Alternative per il socialismo vol. 61

 

Fausto Bertinotti
Alternative per il socialismo
Fare l’inchiesta
ottobre, novembre, dicembre 2020 numero 58
La scelta strategica delle classi dirigenti europee è quella di fronteggiare la crisi e avviare la ripresa attraverso una modernizzazione senza riforma sociale e con quell’industrializzazione dell’ecologia compatibile con l’impresa e col mercato, ma soprattutto senza riforma sociale. Perciò i popoli restano esclusi da un qualsiasi processo decisionale e sono consegnati a una nuova condizione di sudditanza. In essa i cittadini dovrebbero prendere la forma contemporanea di sudditi tecnologici. Ma restano troppi segni e troppi di nuovo se ne vengono formando che mettono a rischio, o almeno lo potrebbero, l’ordine capitalistico che si viene costituendo in risposta alla crisi. Molte, fino a ieri, sono state nel mondo le rivolte che hanno scosso interi paesi. Anche in Italia, pur in un panorama assai difficile, emergono proteste, rabbie, conflitti, anche inediti conflitti di lavoro. Il problema che si pone dinnanzi al capitalismo finanziario globale è come si possa governare senza il consenso popolare. L’Europa politica da tempo ha rinunciato a costruire un ordine costituzionale e si è formata in un assetto ademocratico. La sua costituzione materiale ha coniugato, in un lungo ciclo politico, le politiche antipopolari di austerity con una centralizzazione decisionale nella pratica di governo intergovernativo. Per altro, quando ha tentato la via della verifica di un consenso popolare su un trattato che adottava una Costituzione per l’Europa, ha fallito, grazie al voto negativo in Francia e nei Paesi Bassi. In Francia, in particolare, la grande mobilitazione popolare che si realizzò nel 2005 si alimentò anche dell’opposizione nei confronti della famigerata direttiva Bolkestein. Questa costruzione organicamente ademocratica ha affiancato i poderosi processi involutivi che hanno investito, seppure diversamente, i diversi paesi europei.

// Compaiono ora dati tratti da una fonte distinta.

//! Thin clients for the Foo CRUD service and the public weather API.
//!
//! # Overview
//! Services build `HttpRequest` values, send them through a `Transport`,
//! validate the status and decode the JSON body. Transports compose:
//! `LoggingTransport` wraps any other transport and logs each exchange.
//!
//! # Design
//! - `Transport` is the only I/O seam. `UreqTransport` talks to the network;
//!   `testing::StubTransport` replays canned responses.
//! - `ServiceClient` carries the shared send-validate-extract logic, so each
//!   service only builds requests and decodes bodies.
//! - Every failure surfaces as a `ServiceError`; nothing is retried.

pub mod client;
pub mod error;
pub mod http;
pub mod logging;
pub mod response;
pub mod testing;
pub mod transport;
pub mod types;
pub mod weather;

pub use client::{FooApi, FooService, DEFAULT_FOO_BASE_URL};
pub use error::{Result, ServiceError};
pub use crate::http::{HttpMethod, HttpRequest, HttpResponse, Transport};
pub use logging::{LogSink, LoggingTransport, TracingSink};
pub use response::{ensure_success, ServiceClient};
pub use transport::UreqTransport;
pub use types::{Foo, Weather, WeatherData};
pub use weather::{WeatherApi, WeatherService, DEFAULT_WEATHER_BASE_URL};
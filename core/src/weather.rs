//! Client for the public weather API.

use crate::error::{Result, ServiceError};
use crate::http::{HttpMethod, HttpRequest, Transport};
use crate::response::ServiceClient;
use crate::types::Weather;

pub const DEFAULT_WEATHER_BASE_URL: &str = "https://weathers.co/api.php";

pub trait WeatherApi {
    /// Current weather for `city`. Blank names are rejected before any
    /// request is sent.
    fn get_weather(&self, city: &str) -> Result<Weather>;
}

#[derive(Debug, Clone)]
pub struct WeatherService<T> {
    transport: T,
    base_url: String,
}

impl<T: Transport> WeatherService<T> {
    pub fn new(transport: T) -> Self {
        Self::with_base_url(transport, DEFAULT_WEATHER_BASE_URL)
    }

    pub fn with_base_url(transport: T, base_url: &str) -> Self {
        Self {
            transport,
            base_url: base_url.trim_end_matches('/').to_string(),
        }
    }

    pub fn base_url(&self) -> &str {
        &self.base_url
    }

    pub fn build_get_weather(&self, city: &str) -> Result<HttpRequest> {
        if city.trim().is_empty() {
            return Err(ServiceError::InvalidArgument(
                "City cannot be empty.".to_string(),
            ));
        }
        Ok(HttpRequest::new(
            HttpMethod::Get,
            format!("{}?city={}", self.base_url, urlencoding::encode(city)),
        ))
    }
}

impl<T: Transport> ServiceClient for WeatherService<T> {
    type Transport = T;

    fn transport(&self) -> &T {
        &self.transport
    }
}

impl<T: Transport> WeatherApi for WeatherService<T> {
    fn get_weather(&self, city: &str) -> Result<Weather> {
        let request = self.build_get_weather(city)?;
        let content = self.get_response_content(request)?;
        Ok(serde_json::from_str(content.as_deref().unwrap_or_default())?)
    }
}
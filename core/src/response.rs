//! Response validation shared by every service.
//!
//! # Design
//! `ensure_success` is the single place that turns a non-2xx response into a
//! `ServiceError::Status`. Services pick it up through `ServiceClient`, whose
//! provided methods send a request, validate the response and optionally
//! extract its body.

use crate::error::{Result, ServiceError};
use crate::http::{status_name, HttpRequest, HttpResponse, Transport};

/// Placeholder rendered in diagnostics when a failure response has no body.
const MISSING_BODY: &str = "(null)";

/// Return the response unchanged if its status is 2xx, otherwise fail with
/// the status code and a diagnostic that includes the body.
pub fn ensure_success(response: HttpResponse) -> Result<HttpResponse> {
    if response.is_success() {
        return Ok(response);
    }
    let status = response.status;
    let body = response.into_body();
    Err(ServiceError::Status {
        status,
        message: format!(
            "Received a failure response from service: {status} {}. Body: {}",
            status_name(status),
            body.as_deref().unwrap_or(MISSING_BODY),
        ),
    })
}

/// Validate-then-extract behavior for anything that owns a transport.
pub trait ServiceClient {
    type Transport: Transport;

    fn transport(&self) -> &Self::Transport;

    /// Send `request` and return the response if it succeeded.
    fn get_response(&self, request: HttpRequest) -> Result<HttpResponse> {
        let response = self.transport().send(request)?;
        ensure_success(response)
    }

    /// Send `request` and return the body of the successful response, if any.
    fn get_response_content(&self, request: HttpRequest) -> Result<Option<String>> {
        Ok(self.get_response(request)?.into_body())
    }
}
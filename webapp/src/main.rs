use std::sync::Arc;

use anyhow::Context;
use services_core::{LoggingTransport, UreqTransport, WeatherService};
use services_webapp::AppConfig;
use tokio::net::TcpListener;
use tracing_subscriber::EnvFilter;

#[tokio::main]
async fn main() -> anyhow::Result<()> {
    tracing_subscriber::fmt()
        .with_env_filter(EnvFilter::try_from_default_env().unwrap_or_else(|_| EnvFilter::new("info")))
        .init();

    let config = AppConfig::from_env()?;
    let transport = LoggingTransport::new(UreqTransport::new());
    let weather = WeatherService::with_base_url(transport, &config.weather_base_url);

    let addr = format!("127.0.0.1:{}", config.port);
    let listener = TcpListener::bind(&addr)
        .await
        .with_context(|| format!("binding {addr}"))?;
    tracing::info!(%addr, weather_base_url = %config.weather_base_url, "web app listening");
    services_webapp::run(listener, Arc::new(weather)).await?;
    Ok(())
}
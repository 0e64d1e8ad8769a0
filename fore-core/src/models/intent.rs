use super::order::Side;
use serde::{Deserialize, Serialize};

/// A take-profit slot in a signal: a concrete level, or explicitly left open
/// ("no fixed target, trail only").
#[derive(Debug, Clone, Copy, PartialEq, Serialize, Deserialize)]
pub enum TakeProfit {
    Level(f64),
    Open,
}

impl TakeProfit {
    pub fn level(&self) -> Option<f64> {
        match self {
            TakeProfit::Level(v) => Some(*v),
            TakeProfit::Open => None,
        }
    }
}

/// Canonical zone signal: entries laddered across [zone_low, zone_high].
/// This is the only intent variant that feeds the trailing engine.
#[derive(Debug, Clone, Serialize, Deserialize)]
pub struct ZoneIntent {
    symbol: String,
    side: Side,
    /// 0.0 when the message did not specify a lot size.
    lot_size: f64,
    zone_low: f64,
    zone_high: f64,
    stop_loss: f64,
    take_profits: Vec<TakeProfit>,
    original_text: String,
}

impl ZoneIntent {
    pub fn new(
        symbol: impl Into<String>,
        side: Side,
        lot_size: f64,
        zone_low: f64,
        zone_high: f64,
        stop_loss: f64,
        take_profits: Vec<TakeProfit>,
        original_text: impl Into<String>,
    ) -> Self {
        Self {
            symbol: symbol.into(),
            side,
            lot_size,
            zone_low,
            zone_high,
            stop_loss,
            take_profits,
            original_text: original_text.into(),
        }
    }

    pub fn symbol(&self) -> &str {
        &self.symbol
    }

    pub fn side(&self) -> Side {
        self.side
    }

    pub fn lot_size(&self) -> f64 {
        self.lot_size
    }

    pub fn zone_low(&self) -> f64 {
        self.zone_low
    }

    pub fn zone_high(&self) -> f64 {
        self.zone_high
    }

    pub fn zone_mid(&self) -> f64 {
        (self.zone_low + self.zone_high) / 2.0
    }

    pub fn stop_loss(&self) -> f64 {
        self.stop_loss
    }

    pub fn take_profits(&self) -> &[TakeProfit] {
        &self.take_profits
    }

    pub fn original_text(&self) -> &str {
        &self.original_text
    }
}

/// Degenerate signal: the same entry price submitted `count` times.
#[derive(Debug, Clone, PartialEq, Serialize, Deserialize)]
pub struct RepeatIntent {
    pub side: Side,
    pub entry: f64,
    pub stop_loss: f64,
    pub take_profit: Option<f64>,
    pub count: u32,
    pub lot_size: f64,
}

/// Explicit (entry, take-profit) pairs under one buy/sell limit header.
#[derive(Debug, Clone, PartialEq, Serialize, Deserialize)]
pub struct PairsIntent {
    pub side: Side,
    pub lot_size: f64,
    pub stop_loss: f64,
    pub entries: Vec<(f64, Option<f64>)>,
}

/// Any recognized inbound trade instruction.
#[derive(Debug, Clone, Serialize, Deserialize)]
pub enum Signal {
    Zone(ZoneIntent),
    Repeat(RepeatIntent),
    Pairs(PairsIntent),
}
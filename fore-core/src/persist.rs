use anyhow::{Context, Result};
use serde::de::DeserializeOwned;
use serde::Serialize;
use std::io::Write;
use std::path::Path;

/// Write a serializable value to `path` atomically: the JSON lands in a
/// sibling temp file which is then renamed over the target, so readers never
/// observe a partial write.
pub fn write_json_atomic<T: Serialize>(path: &Path, value: &T) -> Result<()> {
    if let Some(parent) = path.parent() {
        if !parent.as_os_str().is_empty() {
            std::fs::create_dir_all(parent).context("failed to create parent directory")?;
        }
    }

    let json = serde_json::to_string_pretty(value).context("failed to serialize value")?;

    let temp_path = path.with_extension("tmp");
    let mut temp_file =
        std::fs::File::create(&temp_path).context("failed to create temp file")?;
    temp_file
        .write_all(json.as_bytes())
        .context("failed to write temp file")?;
    temp_file.sync_all().context("failed to sync temp file")?;

    std::fs::rename(&temp_path, path).context("failed to move temp file into place")?;
    Ok(())
}

/// Read a JSON value from `path`.
pub fn read_json<T: DeserializeOwned>(path: &Path) -> Result<T> {
    let file = std::fs::File::open(path).context("failed to open file")?;
    let reader = std::io::BufReader::new(file);
    let value = serde_json::from_reader(reader).context("failed to deserialize file")?;
    Ok(value)
}
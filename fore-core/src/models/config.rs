use log::{info, warn};
use serde::{Deserialize, Serialize};
use std::env;

/// Comment prefix branded onto every order this bot places.
pub const BRAND_PREFIX: &str = "ForeAi";

/// Comment prefixes of prior incarnations of this bot. Orders carrying one of
/// these are still treated as ours.
pub const LEGACY_PREFIXES: &[&str] = &["MazharBot"];

fn default_symbol() -> String {
    "XAUUSD".to_string()
}

fn default_fallback_lot() -> f64 {
    0.10
}

fn default_slippage() -> u32 {
    30
}

fn default_magic() -> i64 {
    777001
}

/// Immutable runtime settings snapshot. Pipeline invocations receive a
/// reference to the current snapshot; `apply` produces a replacement, so
/// readers never observe a half-updated configuration.
#[derive(Debug, Clone, Serialize, Deserialize)]
pub struct RuntimeConfig {
    #[serde(default = "default_symbol")]
    default_symbol: String,
    #[serde(default)]
    symbol_suffix: String,
    #[serde(default = "default_fallback_lot")]
    fallback_lot: f64,
    #[serde(default = "default_slippage")]
    slippage: u32,
    /// Numeric ownership tag attached to every order at submission.
    #[serde(default = "default_magic")]
    magic: i64,
    /// Operator-configured lot used when a signal carries none.
    #[serde(default)]
    fixed_lot: Option<f64>,
    /// Submit the laddered plan as soon as a zone signal parses.
    #[serde(default)]
    auto_place: bool,
    /// Only accept messages from this chat. Empty accepts all chats.
    #[serde(default)]
    chat_id: String,
}

impl Default for RuntimeConfig {
    fn default() -> Self {
        Self {
            default_symbol: default_symbol(),
            symbol_suffix: String::new(),
            fallback_lot: default_fallback_lot(),
            slippage: default_slippage(),
            magic: default_magic(),
            fixed_lot: None,
            auto_place: false,
            chat_id: String::new(),
        }
    }
}

fn env_any(names: &[&str]) -> Option<String> {
    names
        .iter()
        .find_map(|n| env::var(n).ok())
        .map(|v| v.trim().to_string())
        .filter(|v| !v.is_empty())
}

impl RuntimeConfig {
    /// Bootstrap a snapshot from process environment variables. Legacy
    /// variable names are resolved here, once, into the canonical fields.
    pub fn from_env() -> Self {
        let mut cfg = Self::default();
        if let Some(v) = env_any(&["SYMBOL"]) {
            cfg.default_symbol = v.to_uppercase();
        }
        if let Some(v) = env_any(&["SYMBOL_SUFFIX"]) {
            cfg.symbol_suffix = v;
        }
        if let Some(v) = env_any(&["LOT_FALLBACK"]).and_then(|v| v.parse().ok()) {
            cfg.fallback_lot = v;
        }
        if let Some(v) = env_any(&["SLIPPAGE"]).and_then(|v| v.parse().ok()) {
            cfg.slippage = v;
        }
        if let Some(v) = env_any(&["FORE_AI_MAGIC", "MAZHAR_MAGIC"]).and_then(|v| v.parse().ok()) {
            cfg.magic = v;
        }
        if let Some(v) = env_any(&["FIXED_LOT"]).and_then(|v| v.parse::<f64>().ok()) {
            if v > 0.0 {
                cfg.fixed_lot = Some(v);
            }
        }
        if let Some(v) = env_any(&["AUTO_PLACE"]) {
            cfg.auto_place = matches!(v.to_lowercase().as_str(), "1" | "true" | "yes" | "on");
        }
        if let Some(v) = env_any(&["CHAT_ID", "TELEGRAM_CHANNEL_ID"]) {
            cfg.chat_id = v;
        }
        cfg
    }

    pub fn default_symbol(&self) -> &str {
        &self.default_symbol
    }

    pub fn symbol_suffix(&self) -> &str {
        &self.symbol_suffix
    }

    pub fn fallback_lot(&self) -> f64 {
        self.fallback_lot
    }

    pub fn slippage(&self) -> u32 {
        self.slippage
    }

    pub fn magic(&self) -> i64 {
        self.magic
    }

    pub fn fixed_lot(&self) -> Option<f64> {
        self.fixed_lot
    }

    pub fn auto_place(&self) -> bool {
        self.auto_place
    }

    pub fn chat_id(&self) -> &str {
        &self.chat_id
    }

    /// Order comment for a given direction, e.g. "ForeAi-BUY".
    pub fn comment_for(&self, side: super::Side) -> String {
        format!("{}-{}", BRAND_PREFIX, side)
    }

    /// Dual ownership test: our numeric tag, or a recognized comment prefix
    /// (current brand or a legacy one).
    pub fn owns(&self, magic: i64, comment: &str) -> bool {
        if magic == self.magic {
            return true;
        }
        if comment.starts_with(&format!("{}-", BRAND_PREFIX)) {
            return true;
        }
        LEGACY_PREFIXES
            .iter()
            .any(|p| comment.starts_with(&format!("{}-", p)))
    }

    pub fn with_fixed_lot(&self, value: Option<f64>) -> Self {
        let mut next = self.clone();
        next.fixed_lot = value.filter(|v| *v > 0.0);
        info!("fixed lot updated: {:?}", next.fixed_lot);
        next
    }

    pub fn with_auto_place(&self, flag: bool) -> Self {
        let mut next = self.clone();
        next.auto_place = flag;
        info!("auto-place on signal set to: {}", flag);
        next
    }

    /// Apply a set of named updates, returning the replacement snapshot.
    /// Every accepted change is logged; invalid values are rejected per key
    /// and never abort the rest of the batch. Unknown keys are ignored.
    pub fn apply(&self, updates: &[(String, String)]) -> Self {
        let mut next = self.clone();
        for (key, value) in updates {
            let accepted = match key.as_str() {
                "SYMBOL" => {
                    let v = value.trim().to_uppercase();
                    if v.is_empty() {
                        false
                    } else {
                        next.default_symbol = v;
                        true
                    }
                }
                "SYMBOL_SUFFIX" => {
                    next.symbol_suffix = value.trim().to_string();
                    true
                }
                "LOT_FALLBACK" => match value.trim().parse::<f64>() {
                    Ok(v) if v > 0.0 => {
                        next.fallback_lot = v;
                        true
                    }
                    _ => false,
                },
                "SLIPPAGE" => match value.trim().parse::<u32>() {
                    Ok(v) => {
                        next.slippage = v;
                        true
                    }
                    Err(_) => false,
                },
                "FORE_AI_MAGIC" | "MAZHAR_MAGIC" => match value.trim().parse::<i64>() {
                    Ok(v) => {
                        next.magic = v;
                        true
                    }
                    Err(_) => false,
                },
                "FIXED_LOT" => {
                    if value.trim().is_empty() {
                        next.fixed_lot = None;
                        true
                    } else {
                        match value.trim().parse::<f64>() {
                            Ok(v) => {
                                next.fixed_lot = Some(v).filter(|v| *v > 0.0);
                                true
                            }
                            Err(_) => false,
                        }
                    }
                }
                "AUTO_PLACE" => {
                    next.auto_place =
                        matches!(value.trim().to_lowercase().as_str(), "1" | "true" | "yes" | "on");
                    true
                }
                "CHAT_ID" | "TELEGRAM_CHANNEL_ID" => {
                    next.chat_id = value.trim().to_string();
                    true
                }
                _ => continue,
            };
            if accepted {
                info!("config updated: {} -> {}", key, value);
            } else {
                warn!("config update rejected: {} = {:?}", key, value);
            }
        }
        next
    }
}
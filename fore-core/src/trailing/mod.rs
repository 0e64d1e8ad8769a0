//! Stop-loss ratchet driven by the recorded take-profit ladders.
//!
//! Each pass re-derives the target stop for every owned open position from
//! the current quote and the stored ladder, so passes are idempotent and a
//! failed modify simply retries on the next pass. The stop only ever tightens
//! in the position's favor.

mod daemon;

pub use daemon::TrailingDaemon;

use crate::broker::OpenPosition;
use crate::gateway::OrderGateway;
use crate::ladder::TpLadderStore;
use crate::models::{RuntimeConfig, Side};
use log::{info, warn};

/// Comparison slack when deciding whether a stop actually moves.
const STOP_EPSILON: f64 = 1e-7;

/// Stops are kept at least this many instrument points away from the
/// reference price, or the venue rejects the modify outright.
const MIN_DISTANCE_POINTS: f64 = 2.0;

/// The stop a position should carry given its sorted ladder and reference
/// price: one level reached moves the stop to break-even, each further level
/// moves it to the previous ladder value. `None` = leave unchanged.
pub fn target_stop(position: &OpenPosition, ladder: &[f64], reference: f64) -> Option<f64> {
    let achieved = match position.side {
        Side::Buy => ladder.iter().filter(|l| reference >= **l).count(),
        Side::Sell => ladder.iter().filter(|l| reference <= **l).count(),
    };
    match achieved {
        0 => None,
        1 => Some(position.entry_price),
        n => Some(ladder[n - 2]),
    }
}

/// One full trailing pass over our open positions.
pub fn run_tick(gateway: &mut OrderGateway, ladders: &TpLadderStore, cfg: &RuntimeConfig) {
    let positions: Vec<OpenPosition> = gateway
        .positions(None)
        .into_iter()
        .filter(|p| cfg.owns(p.magic, &p.comment))
        .collect();

    for p in positions {
        let Some(quote) = gateway.quote(&p.symbol) else {
            continue;
        };
        let reference = match p.side {
            Side::Buy => quote.bid,
            Side::Sell => quote.ask,
        };
        let Some(ladder) = ladders.get(&p.symbol, p.side) else {
            continue;
        };
        let Some(raw_target) = target_stop(&p, ladder, reference) else {
            continue;
        };

        let info = gateway.instrument(&p.symbol);
        let point = info.as_ref().map(|i| i.point()).unwrap_or(0.01);
        let round = |v: f64| match &info {
            Some(i) => i.round_price(v),
            None => (v * 100.0).round() / 100.0,
        };

        let mut target = round(raw_target);

        // ratchet guard: the stop may only tighten
        match p.side {
            Side::Buy => {
                if target <= p.stop_loss + STOP_EPSILON {
                    continue;
                }
                if target > reference - MIN_DISTANCE_POINTS * point {
                    target = round(reference - MIN_DISTANCE_POINTS * point);
                    if target <= p.stop_loss + STOP_EPSILON {
                        continue;
                    }
                }
            }
            Side::Sell => {
                if p.stop_loss > 0.0 && target >= p.stop_loss - STOP_EPSILON {
                    continue;
                }
                if target < reference + MIN_DISTANCE_POINTS * point {
                    target = round(reference + MIN_DISTANCE_POINTS * point);
                    if p.stop_loss > 0.0 && target >= p.stop_loss - STOP_EPSILON {
                        continue;
                    }
                }
            }
        }

        match gateway.modify_stop_loss(p.ticket, target) {
            Ok(()) => info!("trailing: updated SL pos {} -> {}", p.ticket, target),
            Err(e) => warn!(
                "trailing: failed SL modify pos {} -> {}: {}",
                p.ticket, target, e
            ),
        }
    }
}
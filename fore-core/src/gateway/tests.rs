use super::*;
use crate::broker::mock::MockBroker;
use crate::broker::PendingOrder;
use crate::models::{InstrumentInfo, Rung};

fn gold_info() -> InstrumentInfo {
    InstrumentInfo::new("XAUUSD", 2, 0.01, 0.01, 0.01, 100.0)
}

fn gold_broker() -> MockBroker {
    let mut broker = MockBroker::new().with_instrument(gold_info());
    broker.set_quote("XAUUSD", 3462.0, 3462.3);
    broker
}

fn buy_plan(rungs: usize) -> OrderPlan {
    let rungs = (0..rungs)
        .map(|i| Rung::new(3463.0 - i as f64, 0.10, None))
        .collect();
    OrderPlan::new("XAUUSD", Side::Buy, 3455.0, rungs)
}

fn pending(ticket: u64, symbol: &str, magic: i64, comment: &str) -> PendingOrder {
    PendingOrder {
        ticket,
        symbol: symbol.to_string(),
        side: Side::Buy,
        price: 3460.0,
        lot: 0.10,
        magic,
        comment: comment.to_string(),
    }
}

fn open_position(ticket: u64, magic: i64, comment: &str, profit: f64) -> OpenPosition {
    OpenPosition {
        ticket,
        symbol: "XAUUSD".to_string(),
        side: Side::Buy,
        lot: 0.10,
        entry_price: 3460.0,
        stop_loss: 0.0,
        take_profit: 0.0,
        profit,
        magic,
        comment: comment.to_string(),
    }
}

#[test]
fn submit_plan_places_every_rung() {
    let cfg = RuntimeConfig::default();
    let mut gw = OrderGateway::new(Box::new(gold_broker()));

    let report = gw.submit_plan(&buy_plan(5), &cfg);
    assert_eq!(report.requested, 5);
    assert_eq!(report.placed, 5);

    let placed = gw.pending_orders(None);
    assert_eq!(placed.len(), 5);
    assert!(placed.iter().all(|o| o.magic == cfg.magic()));
    assert!(placed.iter().all(|o| o.comment == "ForeAi-BUY"));
}

#[test]
fn one_rejected_rung_does_not_abort_the_rest() {
    let cfg = RuntimeConfig::default();
    let mut broker = gold_broker();
    broker.accept_only(3);
    let mut gw = OrderGateway::new(Box::new(broker));

    let report = gw.submit_plan(&buy_plan(5), &cfg);
    assert_eq!(report.requested, 5);
    assert_eq!(report.placed, 3);
    assert!(report.any_placed());
    assert_eq!(gw.pending_orders(None).len(), 3);
}

#[test]
fn cancel_pending_keeps_foreign_orders() {
    let cfg = RuntimeConfig::default();
    let mut broker = gold_broker();
    broker.add_pending(pending(1, "XAUUSD", cfg.magic(), ""));
    broker.add_pending(pending(2, "XAUUSD", 0, "SomeOtherBot-BUY"));
    let mut gw = OrderGateway::new(Box::new(broker));

    let n = gw.cancel_pending(Some("XAUUSD"), false, &cfg);
    assert_eq!(n, 1);
    let left = gw.pending_orders(None);
    assert_eq!(left.len(), 1);
    assert_eq!(left[0].ticket, 2);
}

#[test]
fn cancel_pending_matches_comment_prefix_without_tag() {
    let cfg = RuntimeConfig::default();
    let mut broker = gold_broker();
    // no magic match, current brand prefix
    broker.add_pending(pending(1, "XAUUSD", 0, "ForeAi-BUY"));
    // no magic match, legacy brand prefix
    broker.add_pending(pending(2, "XAUUSD", 0, "MazharBot-SELL"));
    let mut gw = OrderGateway::new(Box::new(broker));

    let n = gw.cancel_pending(Some("XAUUSD"), false, &cfg);
    assert_eq!(n, 2);
    assert!(gw.pending_orders(None).is_empty());
}

#[test]
fn cancel_pending_include_foreign_cancels_everything() {
    let cfg = RuntimeConfig::default();
    let mut broker = gold_broker();
    broker.add_pending(pending(1, "XAUUSD", 0, "SomeOtherBot-BUY"));
    broker.add_pending(pending(2, "XAUUSD", 0, ""));
    let mut gw = OrderGateway::new(Box::new(broker));

    let n = gw.cancel_pending(Some("XAUUSD"), true, &cfg);
    assert_eq!(n, 2);
}

#[test]
fn cancel_pending_falls_back_to_wildcard_listing() {
    let cfg = RuntimeConfig::default();
    let mut broker = gold_broker();
    // nothing under the requested symbol, one owned order elsewhere
    broker.add_pending(pending(1, "EURUSD", cfg.magic(), ""));
    let mut gw = OrderGateway::new(Box::new(broker));

    let n = gw.cancel_pending(Some("XAUUSD"), false, &cfg);
    assert_eq!(n, 1);
}

#[test]
fn close_positions_applies_profit_filter() {
    let cfg = RuntimeConfig::default();
    let mut broker = gold_broker();
    broker.add_position(open_position(1, cfg.magic(), "", 12.0));
    broker.add_position(open_position(2, cfg.magic(), "", -8.0));
    broker.add_position(open_position(3, cfg.magic(), "", 0.0));
    let mut gw = OrderGateway::new(Box::new(broker));

    // profitable only
    let n = gw.close_positions(None, false, Some(true), &cfg);
    assert_eq!(n, 1);
    assert!(gw.positions(None).iter().all(|p| p.ticket != 1));

    // losing only
    let n = gw.close_positions(None, false, Some(false), &cfg);
    assert_eq!(n, 1);

    // zero-profit position survives both filters
    let left = gw.positions(None);
    assert_eq!(left.len(), 1);
    assert_eq!(left[0].ticket, 3);
}

#[test]
fn close_positions_respects_ownership() {
    let cfg = RuntimeConfig::default();
    let mut broker = gold_broker();
    broker.add_position(open_position(1, 0, "ForeAi-BUY", 5.0));
    broker.add_position(open_position(2, 0, "SomeOtherBot-BUY", 5.0));
    let mut gw = OrderGateway::new(Box::new(broker));

    let n = gw.close_positions(None, false, None, &cfg);
    assert_eq!(n, 1);
    assert_eq!(gw.positions(None)[0].ticket, 2);
}

#[test]
fn close_positions_skips_symbols_without_quotes() {
    let cfg = RuntimeConfig::default();
    let mut broker = MockBroker::new().with_instrument(gold_info());
    // no quote seeded
    broker.add_position(open_position(1, cfg.magic(), "", 5.0));
    let mut gw = OrderGateway::new(Box::new(broker));

    let n = gw.close_positions(None, false, None, &cfg);
    assert_eq!(n, 0);
    assert_eq!(gw.positions(None).len(), 1);
}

Le crisi, ultima quella pandemica, hanno offerto un’occasione, in assenza di una potenza democratica in campo, per un ulteriore passo verso nuove forme di autoritarismo. L’Italia sembra assumere, in questo processo, una funzione di laboratorio con l’avvento di un governo compiutamente, o quasi, tecnico-oligarchico. Il fallimento della politica istituzionale nella fase precedente, la morte della politica che si era ancora dovuto constatare, ne hanno costituito i prodromi.